(Extracted information begins)
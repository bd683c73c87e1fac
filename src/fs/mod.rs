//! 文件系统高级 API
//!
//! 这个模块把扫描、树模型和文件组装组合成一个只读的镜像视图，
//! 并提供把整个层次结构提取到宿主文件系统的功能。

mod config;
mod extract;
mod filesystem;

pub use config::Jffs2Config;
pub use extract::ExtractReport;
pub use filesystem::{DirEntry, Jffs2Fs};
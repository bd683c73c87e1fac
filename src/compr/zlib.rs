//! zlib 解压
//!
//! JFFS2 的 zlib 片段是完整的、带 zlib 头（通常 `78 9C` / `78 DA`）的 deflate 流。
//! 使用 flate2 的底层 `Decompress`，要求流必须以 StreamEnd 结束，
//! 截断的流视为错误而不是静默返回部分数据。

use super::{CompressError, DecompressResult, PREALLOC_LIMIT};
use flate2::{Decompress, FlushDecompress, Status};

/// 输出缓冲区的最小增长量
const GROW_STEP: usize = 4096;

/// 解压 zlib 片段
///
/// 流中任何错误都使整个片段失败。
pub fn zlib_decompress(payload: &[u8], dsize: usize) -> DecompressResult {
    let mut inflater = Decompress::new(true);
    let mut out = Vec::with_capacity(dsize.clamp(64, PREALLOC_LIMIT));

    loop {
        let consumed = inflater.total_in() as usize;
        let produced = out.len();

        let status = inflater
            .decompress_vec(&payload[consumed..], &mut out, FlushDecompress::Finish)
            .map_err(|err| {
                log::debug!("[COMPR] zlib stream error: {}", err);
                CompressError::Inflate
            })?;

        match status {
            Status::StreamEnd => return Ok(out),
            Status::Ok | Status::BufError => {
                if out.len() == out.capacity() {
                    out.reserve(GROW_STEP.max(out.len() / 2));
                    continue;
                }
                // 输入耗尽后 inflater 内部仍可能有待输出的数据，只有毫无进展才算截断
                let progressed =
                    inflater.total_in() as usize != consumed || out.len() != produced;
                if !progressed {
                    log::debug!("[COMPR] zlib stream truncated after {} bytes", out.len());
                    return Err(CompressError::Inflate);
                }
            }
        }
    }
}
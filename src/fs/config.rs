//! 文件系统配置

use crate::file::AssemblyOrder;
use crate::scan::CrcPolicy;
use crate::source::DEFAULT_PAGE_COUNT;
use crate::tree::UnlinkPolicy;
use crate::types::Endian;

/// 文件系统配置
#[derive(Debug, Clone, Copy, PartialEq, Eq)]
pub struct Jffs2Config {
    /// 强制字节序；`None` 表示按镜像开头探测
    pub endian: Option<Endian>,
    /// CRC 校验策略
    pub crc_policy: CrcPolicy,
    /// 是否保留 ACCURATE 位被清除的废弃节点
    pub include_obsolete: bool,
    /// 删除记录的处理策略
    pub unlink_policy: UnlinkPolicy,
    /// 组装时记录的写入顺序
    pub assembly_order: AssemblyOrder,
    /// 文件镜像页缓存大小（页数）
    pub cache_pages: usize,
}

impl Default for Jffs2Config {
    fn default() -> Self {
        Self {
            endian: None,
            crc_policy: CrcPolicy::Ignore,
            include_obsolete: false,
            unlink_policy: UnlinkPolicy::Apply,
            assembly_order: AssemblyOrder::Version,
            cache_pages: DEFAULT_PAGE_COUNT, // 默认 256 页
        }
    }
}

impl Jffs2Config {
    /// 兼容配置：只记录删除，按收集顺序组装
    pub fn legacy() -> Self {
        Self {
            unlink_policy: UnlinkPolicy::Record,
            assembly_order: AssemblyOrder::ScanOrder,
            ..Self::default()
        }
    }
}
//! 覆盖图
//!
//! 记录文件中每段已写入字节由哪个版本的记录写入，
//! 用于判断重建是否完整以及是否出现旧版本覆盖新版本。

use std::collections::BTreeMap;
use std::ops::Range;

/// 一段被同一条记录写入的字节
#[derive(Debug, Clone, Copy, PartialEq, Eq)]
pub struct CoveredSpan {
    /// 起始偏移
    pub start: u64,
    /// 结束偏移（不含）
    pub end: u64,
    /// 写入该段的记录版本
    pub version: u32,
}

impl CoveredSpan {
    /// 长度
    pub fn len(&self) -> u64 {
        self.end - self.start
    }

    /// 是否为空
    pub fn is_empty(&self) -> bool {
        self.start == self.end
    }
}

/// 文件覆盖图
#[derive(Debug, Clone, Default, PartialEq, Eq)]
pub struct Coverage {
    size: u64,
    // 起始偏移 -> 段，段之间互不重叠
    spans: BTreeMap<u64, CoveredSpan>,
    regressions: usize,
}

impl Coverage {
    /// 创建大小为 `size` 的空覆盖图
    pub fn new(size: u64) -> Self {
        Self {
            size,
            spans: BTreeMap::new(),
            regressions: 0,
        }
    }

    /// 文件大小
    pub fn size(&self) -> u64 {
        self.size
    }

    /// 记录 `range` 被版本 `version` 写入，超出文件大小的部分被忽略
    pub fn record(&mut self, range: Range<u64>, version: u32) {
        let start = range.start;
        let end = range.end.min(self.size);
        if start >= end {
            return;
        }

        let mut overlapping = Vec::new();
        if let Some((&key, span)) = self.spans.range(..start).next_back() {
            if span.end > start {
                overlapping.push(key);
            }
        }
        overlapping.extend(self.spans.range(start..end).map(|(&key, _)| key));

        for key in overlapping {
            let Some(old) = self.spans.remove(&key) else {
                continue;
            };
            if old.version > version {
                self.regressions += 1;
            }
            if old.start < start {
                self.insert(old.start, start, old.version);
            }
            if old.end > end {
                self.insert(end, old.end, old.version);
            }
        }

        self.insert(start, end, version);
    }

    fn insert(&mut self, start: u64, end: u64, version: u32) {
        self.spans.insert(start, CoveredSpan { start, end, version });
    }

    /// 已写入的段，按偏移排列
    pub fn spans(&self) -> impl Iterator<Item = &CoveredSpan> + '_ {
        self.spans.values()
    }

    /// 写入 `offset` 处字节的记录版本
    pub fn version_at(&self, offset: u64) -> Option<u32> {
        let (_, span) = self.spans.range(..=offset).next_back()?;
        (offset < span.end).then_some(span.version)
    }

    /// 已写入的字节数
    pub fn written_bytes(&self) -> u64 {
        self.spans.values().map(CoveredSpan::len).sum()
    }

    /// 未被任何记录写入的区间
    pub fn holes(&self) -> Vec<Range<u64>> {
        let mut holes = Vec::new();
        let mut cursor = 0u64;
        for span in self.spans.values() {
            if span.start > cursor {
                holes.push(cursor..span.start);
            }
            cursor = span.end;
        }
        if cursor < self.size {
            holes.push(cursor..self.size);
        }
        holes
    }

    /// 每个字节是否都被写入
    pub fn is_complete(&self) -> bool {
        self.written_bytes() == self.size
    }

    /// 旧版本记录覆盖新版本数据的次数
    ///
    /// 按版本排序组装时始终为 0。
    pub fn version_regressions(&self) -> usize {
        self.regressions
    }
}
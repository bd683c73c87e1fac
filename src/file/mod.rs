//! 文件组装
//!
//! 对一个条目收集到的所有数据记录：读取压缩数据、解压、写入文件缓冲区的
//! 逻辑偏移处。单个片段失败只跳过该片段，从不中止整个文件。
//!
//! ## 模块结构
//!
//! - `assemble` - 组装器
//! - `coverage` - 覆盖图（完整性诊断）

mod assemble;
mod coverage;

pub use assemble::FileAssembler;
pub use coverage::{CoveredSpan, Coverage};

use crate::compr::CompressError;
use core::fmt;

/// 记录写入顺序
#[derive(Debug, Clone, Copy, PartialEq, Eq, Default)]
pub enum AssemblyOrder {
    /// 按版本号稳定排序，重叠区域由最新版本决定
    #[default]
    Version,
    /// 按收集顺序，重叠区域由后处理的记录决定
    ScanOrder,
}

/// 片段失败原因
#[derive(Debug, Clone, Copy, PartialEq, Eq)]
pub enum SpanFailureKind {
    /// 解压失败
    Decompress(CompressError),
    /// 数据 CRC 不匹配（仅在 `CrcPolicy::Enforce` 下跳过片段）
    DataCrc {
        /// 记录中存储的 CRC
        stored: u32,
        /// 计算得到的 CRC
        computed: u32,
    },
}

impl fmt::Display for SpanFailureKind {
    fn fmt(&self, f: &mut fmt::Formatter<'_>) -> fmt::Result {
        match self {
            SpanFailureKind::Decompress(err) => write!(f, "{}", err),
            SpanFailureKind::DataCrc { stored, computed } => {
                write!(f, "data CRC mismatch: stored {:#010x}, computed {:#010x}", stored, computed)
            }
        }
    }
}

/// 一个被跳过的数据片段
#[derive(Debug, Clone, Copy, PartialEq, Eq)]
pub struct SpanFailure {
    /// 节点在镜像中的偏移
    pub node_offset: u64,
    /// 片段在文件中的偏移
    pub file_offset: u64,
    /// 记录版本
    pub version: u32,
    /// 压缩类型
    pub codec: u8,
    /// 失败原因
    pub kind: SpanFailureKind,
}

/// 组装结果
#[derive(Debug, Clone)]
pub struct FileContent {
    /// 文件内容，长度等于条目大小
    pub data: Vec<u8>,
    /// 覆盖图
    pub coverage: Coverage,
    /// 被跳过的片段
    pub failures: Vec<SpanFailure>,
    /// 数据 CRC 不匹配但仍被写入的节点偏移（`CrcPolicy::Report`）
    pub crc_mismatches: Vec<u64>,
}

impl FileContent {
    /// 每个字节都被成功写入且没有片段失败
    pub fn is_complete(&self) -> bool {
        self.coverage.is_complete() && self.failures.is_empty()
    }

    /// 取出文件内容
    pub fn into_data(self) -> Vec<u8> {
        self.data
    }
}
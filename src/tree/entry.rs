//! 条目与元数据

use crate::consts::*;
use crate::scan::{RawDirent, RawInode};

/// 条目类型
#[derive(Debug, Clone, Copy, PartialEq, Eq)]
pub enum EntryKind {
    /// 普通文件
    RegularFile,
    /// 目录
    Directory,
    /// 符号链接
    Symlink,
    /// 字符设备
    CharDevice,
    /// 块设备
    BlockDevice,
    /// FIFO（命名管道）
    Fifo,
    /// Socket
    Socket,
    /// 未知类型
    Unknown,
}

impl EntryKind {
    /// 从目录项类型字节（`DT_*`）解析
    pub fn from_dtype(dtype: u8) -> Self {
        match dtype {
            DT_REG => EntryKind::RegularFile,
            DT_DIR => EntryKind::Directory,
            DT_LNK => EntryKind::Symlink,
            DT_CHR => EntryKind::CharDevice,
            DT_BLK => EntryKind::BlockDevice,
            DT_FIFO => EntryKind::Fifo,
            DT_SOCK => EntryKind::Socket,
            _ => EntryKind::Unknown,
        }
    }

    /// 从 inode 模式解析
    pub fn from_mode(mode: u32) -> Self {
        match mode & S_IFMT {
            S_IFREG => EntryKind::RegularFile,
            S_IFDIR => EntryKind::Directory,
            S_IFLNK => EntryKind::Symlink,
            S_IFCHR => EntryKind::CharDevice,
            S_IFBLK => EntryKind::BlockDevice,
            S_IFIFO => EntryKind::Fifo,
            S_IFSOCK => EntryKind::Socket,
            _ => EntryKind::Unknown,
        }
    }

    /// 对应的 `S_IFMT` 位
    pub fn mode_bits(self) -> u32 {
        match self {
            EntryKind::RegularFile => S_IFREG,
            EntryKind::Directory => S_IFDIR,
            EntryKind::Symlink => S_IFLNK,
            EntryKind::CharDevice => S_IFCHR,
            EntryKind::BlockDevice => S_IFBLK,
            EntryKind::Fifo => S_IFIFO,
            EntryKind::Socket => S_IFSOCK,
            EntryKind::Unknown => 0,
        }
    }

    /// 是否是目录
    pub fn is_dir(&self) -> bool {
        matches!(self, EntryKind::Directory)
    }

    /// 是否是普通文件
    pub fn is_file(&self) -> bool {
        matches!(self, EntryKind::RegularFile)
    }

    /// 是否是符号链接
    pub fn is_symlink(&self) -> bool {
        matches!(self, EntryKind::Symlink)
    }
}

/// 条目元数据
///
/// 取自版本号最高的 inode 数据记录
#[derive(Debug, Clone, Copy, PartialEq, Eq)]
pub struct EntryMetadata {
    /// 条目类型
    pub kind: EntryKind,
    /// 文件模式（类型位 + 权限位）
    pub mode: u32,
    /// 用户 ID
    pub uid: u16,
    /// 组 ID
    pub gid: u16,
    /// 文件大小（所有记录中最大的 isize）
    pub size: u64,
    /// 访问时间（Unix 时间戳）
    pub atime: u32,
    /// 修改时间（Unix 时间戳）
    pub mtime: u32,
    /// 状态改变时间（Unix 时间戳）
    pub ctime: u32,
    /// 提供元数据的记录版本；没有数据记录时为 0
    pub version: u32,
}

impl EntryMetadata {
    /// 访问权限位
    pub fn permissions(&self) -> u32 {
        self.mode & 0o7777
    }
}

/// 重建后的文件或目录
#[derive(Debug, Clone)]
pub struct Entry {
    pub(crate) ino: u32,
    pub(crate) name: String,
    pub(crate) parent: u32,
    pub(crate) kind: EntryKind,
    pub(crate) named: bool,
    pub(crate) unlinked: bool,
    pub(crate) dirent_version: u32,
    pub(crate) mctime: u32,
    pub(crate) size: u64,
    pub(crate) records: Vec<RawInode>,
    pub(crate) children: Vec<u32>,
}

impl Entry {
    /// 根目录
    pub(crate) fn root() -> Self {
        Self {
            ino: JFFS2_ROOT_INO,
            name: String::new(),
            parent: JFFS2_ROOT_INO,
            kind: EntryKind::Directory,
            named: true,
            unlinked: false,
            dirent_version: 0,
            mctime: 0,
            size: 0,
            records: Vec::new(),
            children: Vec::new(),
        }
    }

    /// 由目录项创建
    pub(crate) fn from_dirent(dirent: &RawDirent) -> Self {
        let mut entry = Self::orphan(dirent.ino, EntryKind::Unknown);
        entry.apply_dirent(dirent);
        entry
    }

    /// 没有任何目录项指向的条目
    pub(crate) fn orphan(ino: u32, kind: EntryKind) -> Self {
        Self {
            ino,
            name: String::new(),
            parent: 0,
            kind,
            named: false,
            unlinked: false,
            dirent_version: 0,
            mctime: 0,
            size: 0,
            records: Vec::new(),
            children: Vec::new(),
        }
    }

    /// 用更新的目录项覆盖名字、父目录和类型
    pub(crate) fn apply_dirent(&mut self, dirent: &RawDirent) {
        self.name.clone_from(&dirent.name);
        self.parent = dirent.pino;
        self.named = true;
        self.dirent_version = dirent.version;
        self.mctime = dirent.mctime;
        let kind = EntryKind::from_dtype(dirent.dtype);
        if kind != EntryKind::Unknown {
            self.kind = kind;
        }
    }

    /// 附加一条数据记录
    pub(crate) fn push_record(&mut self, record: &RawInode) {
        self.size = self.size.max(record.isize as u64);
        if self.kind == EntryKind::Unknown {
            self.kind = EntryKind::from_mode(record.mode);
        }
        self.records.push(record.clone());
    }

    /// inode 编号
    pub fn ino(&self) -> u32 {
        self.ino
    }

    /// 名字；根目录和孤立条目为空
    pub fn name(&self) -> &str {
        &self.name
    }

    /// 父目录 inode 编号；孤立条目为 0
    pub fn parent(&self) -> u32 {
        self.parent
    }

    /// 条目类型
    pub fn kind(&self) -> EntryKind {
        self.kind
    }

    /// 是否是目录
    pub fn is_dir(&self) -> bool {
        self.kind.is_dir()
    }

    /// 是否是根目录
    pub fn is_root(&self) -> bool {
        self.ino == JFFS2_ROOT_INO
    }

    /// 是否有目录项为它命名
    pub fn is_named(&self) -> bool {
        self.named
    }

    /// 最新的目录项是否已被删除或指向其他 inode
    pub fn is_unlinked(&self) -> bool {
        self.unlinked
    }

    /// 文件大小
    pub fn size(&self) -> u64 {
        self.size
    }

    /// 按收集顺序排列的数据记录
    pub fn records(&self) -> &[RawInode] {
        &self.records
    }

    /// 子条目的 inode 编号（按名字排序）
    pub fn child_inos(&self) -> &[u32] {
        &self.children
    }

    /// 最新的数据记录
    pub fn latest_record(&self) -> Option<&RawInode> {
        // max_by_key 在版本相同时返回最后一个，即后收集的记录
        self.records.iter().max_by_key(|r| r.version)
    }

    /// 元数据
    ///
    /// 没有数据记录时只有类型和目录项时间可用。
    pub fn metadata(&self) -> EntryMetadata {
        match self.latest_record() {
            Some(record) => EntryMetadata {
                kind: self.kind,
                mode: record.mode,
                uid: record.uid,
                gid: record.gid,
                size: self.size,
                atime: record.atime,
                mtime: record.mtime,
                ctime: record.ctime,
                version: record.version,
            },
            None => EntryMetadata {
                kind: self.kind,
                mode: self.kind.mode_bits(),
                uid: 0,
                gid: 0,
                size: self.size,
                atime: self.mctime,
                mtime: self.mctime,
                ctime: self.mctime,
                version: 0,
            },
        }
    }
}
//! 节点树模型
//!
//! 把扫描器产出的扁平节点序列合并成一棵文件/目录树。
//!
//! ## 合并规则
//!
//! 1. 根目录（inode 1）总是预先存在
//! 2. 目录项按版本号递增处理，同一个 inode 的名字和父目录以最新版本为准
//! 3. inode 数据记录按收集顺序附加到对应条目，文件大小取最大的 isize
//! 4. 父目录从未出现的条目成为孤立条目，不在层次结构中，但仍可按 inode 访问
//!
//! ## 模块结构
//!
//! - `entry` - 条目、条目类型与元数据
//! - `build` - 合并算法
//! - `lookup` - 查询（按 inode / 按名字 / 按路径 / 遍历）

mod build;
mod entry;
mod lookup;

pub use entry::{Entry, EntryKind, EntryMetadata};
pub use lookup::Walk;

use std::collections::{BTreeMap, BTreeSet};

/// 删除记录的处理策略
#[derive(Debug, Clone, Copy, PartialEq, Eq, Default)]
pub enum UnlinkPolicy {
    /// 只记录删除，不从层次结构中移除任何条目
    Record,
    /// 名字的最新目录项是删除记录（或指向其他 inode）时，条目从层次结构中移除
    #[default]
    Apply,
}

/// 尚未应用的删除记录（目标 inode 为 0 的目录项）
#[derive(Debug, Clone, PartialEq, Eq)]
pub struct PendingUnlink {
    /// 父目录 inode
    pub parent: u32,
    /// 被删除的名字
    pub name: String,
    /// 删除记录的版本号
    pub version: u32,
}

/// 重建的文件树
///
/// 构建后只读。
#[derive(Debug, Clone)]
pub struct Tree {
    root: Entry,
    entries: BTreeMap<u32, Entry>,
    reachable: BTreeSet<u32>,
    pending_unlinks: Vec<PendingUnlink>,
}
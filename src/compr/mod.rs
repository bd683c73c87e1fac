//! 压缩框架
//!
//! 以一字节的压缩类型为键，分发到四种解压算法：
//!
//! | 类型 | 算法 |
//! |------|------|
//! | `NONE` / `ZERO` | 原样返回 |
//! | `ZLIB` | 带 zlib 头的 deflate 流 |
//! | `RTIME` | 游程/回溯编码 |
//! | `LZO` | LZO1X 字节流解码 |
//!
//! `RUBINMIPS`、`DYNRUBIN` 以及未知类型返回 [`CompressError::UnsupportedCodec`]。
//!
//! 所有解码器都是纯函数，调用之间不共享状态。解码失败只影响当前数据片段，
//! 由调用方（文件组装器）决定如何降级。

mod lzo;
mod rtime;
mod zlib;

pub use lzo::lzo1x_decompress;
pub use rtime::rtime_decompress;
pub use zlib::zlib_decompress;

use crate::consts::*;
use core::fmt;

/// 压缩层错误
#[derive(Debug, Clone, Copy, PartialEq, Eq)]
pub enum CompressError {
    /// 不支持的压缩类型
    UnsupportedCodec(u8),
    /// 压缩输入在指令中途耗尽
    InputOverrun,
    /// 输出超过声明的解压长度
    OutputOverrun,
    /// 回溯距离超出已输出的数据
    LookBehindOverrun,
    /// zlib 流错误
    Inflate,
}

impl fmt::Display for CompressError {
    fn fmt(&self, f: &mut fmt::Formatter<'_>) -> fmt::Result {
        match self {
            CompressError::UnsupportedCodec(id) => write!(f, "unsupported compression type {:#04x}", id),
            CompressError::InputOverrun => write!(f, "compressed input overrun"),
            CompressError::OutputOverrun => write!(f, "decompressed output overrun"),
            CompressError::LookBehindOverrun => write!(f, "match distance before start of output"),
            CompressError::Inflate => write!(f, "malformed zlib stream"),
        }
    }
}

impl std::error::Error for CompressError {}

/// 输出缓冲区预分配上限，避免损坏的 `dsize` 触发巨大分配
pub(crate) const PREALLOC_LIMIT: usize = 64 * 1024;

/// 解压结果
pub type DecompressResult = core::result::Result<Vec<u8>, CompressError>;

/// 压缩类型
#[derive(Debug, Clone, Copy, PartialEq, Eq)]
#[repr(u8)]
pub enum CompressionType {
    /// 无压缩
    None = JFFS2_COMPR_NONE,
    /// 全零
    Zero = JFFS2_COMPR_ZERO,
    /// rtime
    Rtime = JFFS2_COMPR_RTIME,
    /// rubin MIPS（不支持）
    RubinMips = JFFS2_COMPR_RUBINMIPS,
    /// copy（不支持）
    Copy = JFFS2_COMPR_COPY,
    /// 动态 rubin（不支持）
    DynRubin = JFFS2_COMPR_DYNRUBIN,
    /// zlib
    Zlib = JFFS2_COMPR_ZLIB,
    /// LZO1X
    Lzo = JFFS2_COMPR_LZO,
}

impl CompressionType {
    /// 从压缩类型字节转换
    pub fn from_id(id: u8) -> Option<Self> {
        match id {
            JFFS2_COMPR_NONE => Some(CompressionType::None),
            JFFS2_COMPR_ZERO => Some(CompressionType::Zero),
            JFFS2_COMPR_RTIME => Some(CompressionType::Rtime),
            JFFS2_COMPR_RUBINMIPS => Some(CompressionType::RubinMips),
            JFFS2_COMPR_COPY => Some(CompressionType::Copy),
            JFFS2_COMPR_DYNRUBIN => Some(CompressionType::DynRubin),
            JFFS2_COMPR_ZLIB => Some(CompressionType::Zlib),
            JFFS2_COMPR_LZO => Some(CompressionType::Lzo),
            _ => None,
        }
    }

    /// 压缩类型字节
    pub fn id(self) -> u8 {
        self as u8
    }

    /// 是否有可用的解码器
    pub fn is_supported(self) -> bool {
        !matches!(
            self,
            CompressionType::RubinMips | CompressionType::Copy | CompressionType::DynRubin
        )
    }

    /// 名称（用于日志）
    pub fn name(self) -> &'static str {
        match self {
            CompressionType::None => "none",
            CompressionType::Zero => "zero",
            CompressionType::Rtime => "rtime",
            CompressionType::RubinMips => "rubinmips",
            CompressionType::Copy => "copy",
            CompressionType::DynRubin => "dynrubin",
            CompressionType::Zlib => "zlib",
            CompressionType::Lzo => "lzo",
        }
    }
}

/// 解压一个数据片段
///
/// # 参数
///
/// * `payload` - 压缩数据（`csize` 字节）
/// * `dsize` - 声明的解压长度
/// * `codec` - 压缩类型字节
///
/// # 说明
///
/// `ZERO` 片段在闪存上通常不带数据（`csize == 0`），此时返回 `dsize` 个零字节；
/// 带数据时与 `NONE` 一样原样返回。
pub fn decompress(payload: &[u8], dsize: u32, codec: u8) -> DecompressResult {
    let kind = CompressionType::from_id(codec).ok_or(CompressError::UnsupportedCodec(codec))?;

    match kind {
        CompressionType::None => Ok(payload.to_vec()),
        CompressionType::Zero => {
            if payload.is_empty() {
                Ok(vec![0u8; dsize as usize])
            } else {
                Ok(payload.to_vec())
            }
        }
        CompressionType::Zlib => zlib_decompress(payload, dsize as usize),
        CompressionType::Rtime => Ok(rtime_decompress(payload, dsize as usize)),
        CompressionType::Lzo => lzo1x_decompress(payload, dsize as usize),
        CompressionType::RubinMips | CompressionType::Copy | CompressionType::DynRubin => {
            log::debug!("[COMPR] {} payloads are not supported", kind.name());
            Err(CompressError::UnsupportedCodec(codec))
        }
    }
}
(Extracted information ends)
■ **Directions**
Each line from the top of the listing down to and including the one containing "Status::Ok | Status::BufError" should be transcribed exactly; nothing else is to be output.

■ **Answer to the exercise**
repository bd683c73c87e1fac
filename src/fs/mod.rs
//! 文件系统高级 API
//!
//! 这个模块把扫描、树模型和文件组装组合成一个只读的镜像视图，
//! 并提供把整个层次结构提取到宿主文件系统的功能。

mod config;
mod extract;
mod filesystem;

pub use config::Jffs2Config;
pub use extract::ExtractReport;
pub use filesystem::{DirEntry, Jffs2Fs};
repository bd683c73c87e1fac
filename src/compr/zlib.rs
//! zlib 解压
//!
//! JFFS2 的 zlib 片段是完整的、带 zlib 头（通常 `78 9C` / `78 DA`）的 deflate 流。
//! 使用 flate2 的底层 `Decompress`，要求流必须以 StreamEnd 结束，
//! 截断的流视为错误而不是静默返回部分数据。

use super::{CompressError, DecompressResult, PREALLOC_LIMIT};
use flate2::{Decompress, FlushDecompress, Status};

/// 输出缓冲区的最小增长量
const GROW_STEP: usize = 4096;

/// 解压 zlib 片段
///
/// 流中任何错误都使整个片段失败。
pub fn zlib_decompress(payload: &[u8], dsize: usize) -> DecompressResult {
    let mut inflater = Decompress::new(true);
    let mut out = Vec::with_capacity(dsize.clamp(64, PREALLOC_LIMIT));

    loop {
        let consumed = inflater.total_in() as usize;
        let produced = out.len();

        let status = inflater
            .decompress_vec(&payload[consumed..], &mut out, FlushDecompress::Finish)
            .map_err(|err| {
                log::debug!("[COMPR] zlib stream error: {}", err);
                CompressError::Inflate
            })?;

        match status {
            Status::StreamEnd => return Ok(out),
            Status::Ok | Status::BufError => {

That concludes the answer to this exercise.